I attach a Kinect to my 360 for the first time.
I wait for Child of Eden to load. the cursor pops up.
I move my hand around. the cursor moves.
I spend minutes in the menu realizing control.
this isn’t the first time I’ve played this.
but it feels like the first time.
I select the opening level.
I let it drag me through neon tunnels.
one lane into and through an interpretation of a higher will.
my body is an awkward machine rolling through space.
my hands have significance. they are warm.
the music is light dredging the soul.
I feel detached and intimate.
significant and small.
I feel a raw kind love.
I sit down. I am soft again.
haven’t felt like this in a long time. I want to cry.
or run outside and beg the universe to understand that I understand.
but it knows I don’t.
none of us do. this is not our era.
not our time.
the world is dark now.
the mask of multiculturalism, of cooperation, of false equity could only be sustained by pure belief in the optimism of the late 80s/90s and the bright, solid, dynamic worlds it polished.
Star Fox and its neo-pastoral galaxy.
malls as spectacle.
Sonic and its joy of speed and space.
Tiffany and the perfect pop song.
manufactured experience of success and holiness.
this mask was too heavy. too slow.
it cost too much to maintain.
and when it crashed into the earth, the dust was suffocating.
and here we are: staring down the self-deprecating subconscious of a cackling truth…
Sonic gets pregnant. malls die. Tiffany a D-list actress.
guns are the new worlds’ embrace.
and Star Fox revels in mockery of the era of its birth.
Welcome to New Lux Plaza.
the forum shops at Caesar’s Palace.
domed, painted ceiling sky. lights shift with time of day.
fountains. luxury. wide, organic walkways. bustling cafes.
towering Roman replicas of Italian decadence.
surrounded by desert.
ahead of its time.
a separation of consumerism from a higher morality.
a space of empty theater akin to the future of airport security.
a real-world walking simulator of The Good Life.
The Beautiful You translated into everything You want.
the year of Doom and Myst.
of Sim City 2000 and Star Fox.
Sonic CD and Cool Spot.
of the World Trade Center bombing.
a vast coming to terms of the structure of our worlds.
of the intersection between space. simulation. technology. money.
a time that will only be understood through nostalgia and a memification of its symbols: ads. music. style.
its crumbled peak and frayed, blunt edge mined for content.
and now 2016 and VR is here. and Amazon is here. and the App Store. and Steam. Ebay. Origin. Oculus.
amoral liquid purgatory.
detached and pure.
2018. find me by the virtual Dippin’ Dots cart.
bring that algorithm you’re sleeping with.
we will wash our feet in the fountains.
we will be clean for the new glass sun.
you can find me abandoned in the bookstore, crumbling into carpet.

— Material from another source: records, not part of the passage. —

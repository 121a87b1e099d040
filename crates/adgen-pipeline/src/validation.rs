//! Request validation.
//!
//! Everything a client sends is checked here, in a fixed order, before any
//! file is written or any provider is called. The first failure wins.

use std::path::Path;

use adgen_models::{parse_color, BackgroundFallback, CanvasPreset, GenerationMode, Rgb};
use adgen_storage::ALLOWED_UPLOAD_EXTENSIONS;
use tracing::warn;

use crate::config::PipelineConfig;
use crate::error::{PipelineError, PipelineResult};

/// A file part as received from the client.
#[derive(Debug, Clone, Default, PartialEq, Eq)]
pub struct UploadedFile {
    pub filename: String,
    pub bytes: Vec<u8>,
}

impl UploadedFile {
    pub fn new(filename: impl Into<String>, bytes: impl Into<Vec<u8>>) -> Self {
        Self {
            filename: filename.into(),
            bytes: bytes.into(),
        }
    }

    /// Lowercased extension of the client filename.
    pub fn extension(&self) -> Option<String> {
        Path::new(&self.filename)
            .extension()
            .and_then(|e| e.to_str())
            .map(|e| e.to_ascii_lowercase())
    }

    /// Browsers send an empty part when no file was picked.
    fn is_empty(&self) -> bool {
        self.bytes.is_empty()
    }
}

/// Unvalidated form input.
#[derive(Debug, Clone, Default)]
pub struct UploadDraft {
    pub product_image: Option<UploadedFile>,
    pub script: Option<String>,
    pub background_image: Option<UploadedFile>,
    pub background_color: Option<String>,
    pub mode: Option<String>,
    pub canvas: Option<String>,
    pub presenter_image: Option<UploadedFile>,
}

/// An image that passed the extension check.
#[derive(Debug, Clone, PartialEq, Eq)]
pub struct ImageUpload {
    pub bytes: Vec<u8>,
    pub extension: String,
}

/// A fully validated generation request.
#[derive(Debug, Clone, PartialEq, Eq)]
pub struct GenerationRequest {
    pub product_image: ImageUpload,
    pub script: String,
    pub background_image: Option<ImageUpload>,
    pub background_color: Rgb,
    pub mode: GenerationMode,
    pub canvas: CanvasPreset,
    pub presenter_image: Option<ImageUpload>,
}

/// Validation settings.
#[derive(Debug, Clone, Copy, PartialEq, Eq)]
pub struct ValidationLimits {
    pub max_script_chars: usize,
    pub default_background_color: Rgb,
    pub background_fallback: BackgroundFallback,
}

impl Default for ValidationLimits {
    fn default() -> Self {
        Self::from(&PipelineConfig::default())
    }
}

impl From<&PipelineConfig> for ValidationLimits {
    fn from(config: &PipelineConfig) -> Self {
        Self {
            max_script_chars: config.max_script_chars,
            default_background_color: config.default_background_color,
            background_fallback: config.background_fallback,
        }
    }
}

/// Validate a draft.
///
/// Order: product image present, product image type, script present, script
/// length, background image type, background color, presenter image type,
/// mode, canvas.
pub fn validate(draft: UploadDraft, limits: &ValidationLimits) -> PipelineResult<GenerationRequest> {
    let product = draft
        .product_image
        .filter(|f| !f.is_empty())
        .ok_or_else(|| PipelineError::validation("product_image is required"))?;
    let product_image = checked_image("product_image", product)?;

    let script = draft
        .script
        .map(|s| s.trim().to_string())
        .filter(|s| !s.is_empty())
        .ok_or_else(|| PipelineError::validation("script is required"))?;
    let chars = script.chars().count();
    if chars > limits.max_script_chars {
        return Err(PipelineError::validation(format!(
            "script is {chars} characters; the limit is {}",
            limits.max_script_chars
        )));
    }

    let background_image = match draft.background_image.filter(|f| !f.is_empty()) {
        None => None,
        Some(file) => match (checked_image("background_image", file), limits.background_fallback) {
            (Ok(image), _) => Some(image),
            (Err(e), BackgroundFallback::Color) => {
                warn!(error = %e, "Ignoring background image, using background color");
                None
            }
            (Err(e), BackgroundFallback::Reject) => return Err(e),
        },
    };

    let background_color = match draft.background_color.as_deref().map(str::trim) {
        None | Some("") => limits.default_background_color,
        Some(value) => parse_color(value)
            .map_err(|e| PipelineError::validation(format!("background_color: {e}")))?,
    };

    let presenter_image = draft
        .presenter_image
        .filter(|f| !f.is_empty())
        .map(|f| checked_image("presenter_image", f))
        .transpose()?;

    let mode = match draft.mode.as_deref().map(str::trim) {
        None | Some("") => GenerationMode::default(),
        Some(value) => GenerationMode::parse(value).ok_or_else(|| {
            PipelineError::validation(format!("mode must be 'voiceover' or 'avatar', got {value:?}"))
        })?,
    };

    let canvas = match draft.canvas.as_deref().map(str::trim) {
        None | Some("") => CanvasPreset::default(),
        Some(value) => CanvasPreset::parse(value).ok_or_else(|| {
            PipelineError::validation(format!("canvas must be 'square' or 'landscape', got {value:?}"))
        })?,
    };

    if presenter_image.is_some() && mode != GenerationMode::Avatar {
        warn!("presenter_image ignored outside avatar mode");
    }

    Ok(GenerationRequest {
        product_image,
        script,
        background_image,
        background_color,
        mode,
        presenter_image: presenter_image.filter(|_| mode == GenerationMode::Avatar),
        canvas,
    })
}

fn checked_image(field: &str, file: UploadedFile) -> PipelineResult<ImageUpload> {
    match file.extension() {
        Some(ext) if ALLOWED_UPLOAD_EXTENSIONS.contains(&ext.as_str()) => Ok(ImageUpload {
            bytes: file.bytes,
            extension: ext,
        }),
        _ => Err(PipelineError::validation(format!(
            "{field} must be a PNG or JPEG file, got {:?}",
            file.filename
        ))),
    }
}

#[cfg(test)]
mod tests {
    use super::*;

    fn draft() -> UploadDraft {
        UploadDraft {
            product_image: Some(UploadedFile::new("shoe.PNG", b"png".to_vec())),
            script: Some("Hello world".into()),
            ..Default::default()
        }
    }

    fn message(result: PipelineResult<GenerationRequest>) -> String {
        match result {
            Err(PipelineError::Validation(msg)) => msg,
            other => panic!("expected validation error, got {other:?}"),
        }
    }

    #[test]
    fn test_defaults_applied() {
        let request = validate(draft(), &ValidationLimits::default()).unwrap();
        assert_eq!(request.product_image.extension, "png");
        assert_eq!(request.script, "Hello world");
        assert_eq!(request.background_color, Rgb::new(211, 211, 211));
        assert_eq!(request.mode, GenerationMode::Voiceover);
        assert_eq!(request.canvas, CanvasPreset::Square);
        assert!(request.background_image.is_none());
    }

    #[test]
    fn test_missing_script() {
        let mut d = draft();
        d.script = Some("   ".into());
        assert!(message(validate(d, &ValidationLimits::default())).contains("script"));

        let mut d = draft();
        d.script = None;
        assert!(message(validate(d, &ValidationLimits::default())).contains("script"));
    }

    #[test]
    fn test_product_checked_before_script() {
        let d = UploadDraft {
            product_image: Some(UploadedFile::new("shoe.bmp", b"bmp".to_vec())),
            ..Default::default()
        };
        assert!(message(validate(d, &ValidationLimits::default())).contains("product_image"));

        let d = UploadDraft::default();
        assert!(message(validate(d, &ValidationLimits::default())).contains("product_image is required"));
    }

    #[test]
    fn test_script_length_limit_counts_chars() {
        let limits = ValidationLimits::default();

        let mut d = draft();
        d.script = Some("é".repeat(500));
        assert!(validate(d, &limits).is_ok());

        let mut d = draft();
        d.script = Some("a".repeat(501));
        assert!(message(validate(d, &limits)).contains("501"));
    }

    #[test]
    fn test_gif_background_rejected_or_replaced() {
        let mut d = draft();
        d.background_image = Some(UploadedFile::new("bg.gif", b"gif".to_vec()));
        assert!(message(validate(d.clone(), &ValidationLimits::default())).contains("background_image"));

        let limits = ValidationLimits {
            background_fallback: BackgroundFallback::Color,
            ..Default::default()
        };
        let request = validate(d, &limits).unwrap();
        assert!(request.background_image.is_none());
    }

    #[test]
    fn test_bad_color() {
        let mut d = draft();
        d.background_color = Some("#GG0000".into());
        assert!(message(validate(d, &ValidationLimits::default())).contains("background_color"));

        let mut d = draft();
        d.background_color = Some("#0a0B0c".into());
        assert_eq!(
            validate(d, &ValidationLimits::default()).unwrap().background_color,
            Rgb::new(10, 11, 12)
        );
    }

    #[test]
    fn test_mode_and_canvas() {
        let mut d = draft();
        d.mode = Some("avatar".into());
        d.canvas = Some("landscape".into());
        d.presenter_image = Some(UploadedFile::new("me.jpeg", b"jpg".to_vec()));
        let request = validate(d, &ValidationLimits::default()).unwrap();
        assert_eq!(request.mode, GenerationMode::Avatar);
        assert_eq!(request.canvas, CanvasPreset::Landscape);
        assert_eq!(request.presenter_image.unwrap().extension, "jpeg");

        let mut d = draft();
        d.mode = Some("hologram".into());
        assert!(message(validate(d, &ValidationLimits::default())).contains("mode"));

        let mut d = draft();
        d.presenter_image = Some(UploadedFile::new("me.gif", b"gif".to_vec()));
        assert!(message(validate(d, &ValidationLimits::default())).contains("presenter_image"));
    }

    #[test]
    fn test_empty_file_parts_are_absent() {
        let mut d = draft();
        d.background_image = Some(UploadedFile::new("", Vec::new()));
        assert!(validate(d, &ValidationLimits::default()).unwrap().background_image.is_none());
    }
}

or steeping in white tile beneath the palm trees.
slick and branded.
tranquil glistening chrome.
dead. silent and smiling into the screen.
builds up slow.
advertisement – a man in an idiot hat at four am.
12-foot screen in Boston.
boxes. cords. concrete.
first time I can’t be at PAX.
first time I can’t touch Videoball.
and I am slow. and I am unfocused.
this is a pilgrimage now.
and I am unable to be a part of it.
cuts deeper than I expect. I stare at my phone.
pictures cascade. I know that convention hall.
I know that ceiling.
I’ve wondered beneath it too many times to ever forget, eyes up drowned exhausted in noise.
in so much boredom. in so much peace.
I grind my fingers on my desk my brown skin yellow in this awful place.
I put my head down on the edge. flex my toes.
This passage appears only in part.